SANTO DOMINGO ESTE, DN.- La República Dominicana a lo largo del tiempo ha celebrado sus fiestas en determinadas fechas y lugares. Resulta temerario que, al parecer, hoy día no importa el protocolo ni la relevancia de las tradiciones, cuando los que tenemos disciplina sabemos que nunca se deben pasar por alto.
El 16 de agosto no solo se realiza un acto común de entrega de un pergamino o banda, es una fecha patria donde la República logra nuevamente su soberanía. Es importante tener extremo cuidado. Este tipo de «desliz» puede adquirir mayor relevancia que el acto mismo:
- ¿Dónde serán los próximos actos, en Puerto Príncipe?;
- ¿Irán en bermudas y chancletas?;
- ¿Es el fin del Estado dominicano?
Al parecer no encuentran nada que hacer; no encuentran que inventar y existiendo tantas cosas negativas que cambiar. Los «ultraliberales» no nacionalistas quieren dejar una marca en la historia. Lo antinacional no es historia nacional, es otro tipo de historia.
Los mandatarios más revolucionarios como Javier Milei en Argentina y Nayib Bukele en El Salvador respetaron los protocolos con ligeras modificaciones. En nuestro caso, un inusual protagonismo rompen con la tradición nacional. El Congreso es la representación del pueblo. Todos los países de Latinoamérica establecen el Congreso como sede de la toma de posesión.
En nuestro país los antiguos artículos 54 y 57 de nuestra Constitución establecían que el presidente y el vicepresidente de la República, antes de entrar en funciones, debían tomar posesión ante la Asamblea Nacional. Así como el actual artículo 127 de la Constitución del 2010, que «antes de entrar en funciones, prestarán ante la Asamblea Nacional».
La Ley 20-23, en su artículo 302 sobre la «Proclama», dice que deberá hacerse en la Asamblea Nacional. El artículo 4 del Reglamento para la Regularización de la Asamblea Nacional establece que la sede será el salón de la Asamblea Nacional ubicado en el Palacio del Congreso Nacional, sito en el Centro de los Héroes de Constanza, Maimón y Estero Hondo, en Santo Domingo de Guzmán, capital de la República Dominicana. También el Reglamento del Senado establece muy bien su ubicación en su artículo 5 sobre «Sede» haciendo referencia al lugar.

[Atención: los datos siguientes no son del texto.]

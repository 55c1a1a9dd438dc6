//! Durable store: the relational system of record.
//!
//! Every write goes through a [`StoreTx`] obtained from [`Store::begin`]. The
//! transaction is a scoped guard: [`StoreTx::commit`] publishes its writes,
//! and dropping it on any other path (an early `?` return, a panic unwinding
//! through the caller) rolls everything back. Readers never observe partial
//! writes.
//!
//! ## Example
//!
//! ```no_run
//! use tourney::store::{MemoryStore, Store};
//! use tourney::models::CreateUserRequest;
//!
//! # async fn example() -> Result<(), Box<dyn std::error::Error>> {
//! let store = MemoryStore::new();
//! let new_user = CreateUserRequest { name: "ada".into(), money: 100, level: 1 }.validate()?;
//!
//! let mut tx = store.begin().await?;
//! let user = tx.insert_user(&new_user).await?;
//! tx.commit().await?;
//!
//! assert!(store.find_user(user.id).await?.is_some());
//! # Ok(())
//! # }
//! ```

pub mod errors;
pub mod memory;
pub mod postgres;

pub use errors::{StoreError, StoreResult};
pub use memory::MemoryStore;
pub use postgres::PgStore;

use async_trait::async_trait;

use crate::models::{
    EntryFilter, EntryStatus, LeaderboardEntry, NewEntry, NewUser, Tournament, TournamentId,
    TournamentStatus, User, UserId,
};

/// Read access and transaction factory for the durable store.
#[async_trait]
pub trait Store: Send + Sync {
    /// Open a write transaction.
    async fn begin(&self) -> StoreResult<Box<dyn StoreTx>>;

    /// Check connectivity.
    async fn ping(&self) -> StoreResult<()>;

    /// Remove every row and restart identities.
    async fn truncate_all(&self) -> StoreResult<()>;

    async fn find_user(&self, user_id: UserId) -> StoreResult<Option<User>>;

    async fn list_users(&self) -> StoreResult<Vec<User>>;

    /// Find a tournament with its participants eagerly loaded.
    async fn find_tournament(&self, tournament_id: TournamentId) -> StoreResult<Option<Tournament>>;

    /// List tournaments with participants, optionally filtered by status.
    async fn list_tournaments(
        &self,
        status: Option<TournamentStatus>,
    ) -> StoreResult<Vec<Tournament>>;

    /// Leaderboard rows matching `filter`, placeholders excluded, ordered by
    /// tournament, then rank, then score descending.
    async fn list_entries(&self, filter: EntryFilter) -> StoreResult<Vec<LeaderboardEntry>>;
}

/// An open write transaction.
///
/// `lock_*` methods hold a row lock until the transaction ends.
#[async_trait]
pub trait StoreTx: Send {
    async fn insert_user(&mut self, user: &NewUser) -> StoreResult<User>;

    async fn lock_user(&mut self, user_id: UserId) -> StoreResult<Option<User>>;

    /// Persist name, money, level and the derived score.
    async fn save_user(&mut self, user: &User) -> StoreResult<()>;

    /// Returns `false` when no row was deleted.
    async fn delete_user(&mut self, user_id: UserId) -> StoreResult<bool>;

    async fn insert_tournament(
        &mut self,
        name: &str,
        key: &str,
        prize: i64,
    ) -> StoreResult<Tournament>;

    async fn lock_tournament(
        &mut self,
        tournament_id: TournamentId,
    ) -> StoreResult<Option<Tournament>>;

    /// Lock a tournament by its human-readable key.
    async fn lock_tournament_by_key(&mut self, key: &str) -> StoreResult<Option<Tournament>>;

    /// Persist name, key, prize and status. Participants are untouched.
    async fn save_tournament(&mut self, tournament: &Tournament) -> StoreResult<()>;

    async fn delete_tournament(&mut self, tournament_id: TournamentId) -> StoreResult<bool>;

    /// Append a participant after the existing ones.
    async fn add_participant(
        &mut self,
        tournament_id: TournamentId,
        user_id: UserId,
    ) -> StoreResult<()>;

    /// Tournaments not yet Finished that the user participates in.
    async fn open_tournaments_of(&mut self, user_id: UserId) -> StoreResult<Vec<TournamentId>>;

    async fn insert_entry(&mut self, entry: &NewEntry) -> StoreResult<LeaderboardEntry>;

    /// Every row of a tournament with the given status, placeholders
    /// included, in insertion order.
    async fn tournament_entries(
        &mut self,
        tournament_id: TournamentId,
        status: EntryStatus,
    ) -> StoreResult<Vec<LeaderboardEntry>>;

    /// Persist score, status, rank and payout.
    async fn save_entry(&mut self, entry: &LeaderboardEntry) -> StoreResult<()>;

    /// Publish every write made through this transaction.
    async fn commit(self: Box<Self>) -> StoreResult<()>;
}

El artículo 120 de nuestra Constitución sobre las atribuciones de la Asamblea Nacional y corresponde «Proclamar a la o al Presidente y Vicepresidente de la República, recibirles su juramento…». Nos llama la atención que entonces para la modificación debió emplearse un decreto y justificación válida.
Hay una voluntad de cambio reinado por la miseria moral y de la desfachatez cultural. El día de Duarte se celebró el día del Licey. El día de la Independencia se quiso hacer desde un remoto pueblo próximo a Haití. Creemos sin temor a equivocarnos que Cesar Mella y otros psiquiatras deberían prestar atención a estos hechos contra la sociedad dominicana, tal vez, haya alguna patología o rebeldía contra la patria.
Las personas están regidas por normas y no hay civilización sin jerarquías, sin ceremonial y sin orden. Ni siquiera el generalísimo Rafael L. Trujillo tuvo la osadía de modificar los protocolos. La toma de posesión de todos los mandatarios oficiales se habían celebrado en el Congreso Nacional, donde se logra la democratización del acto.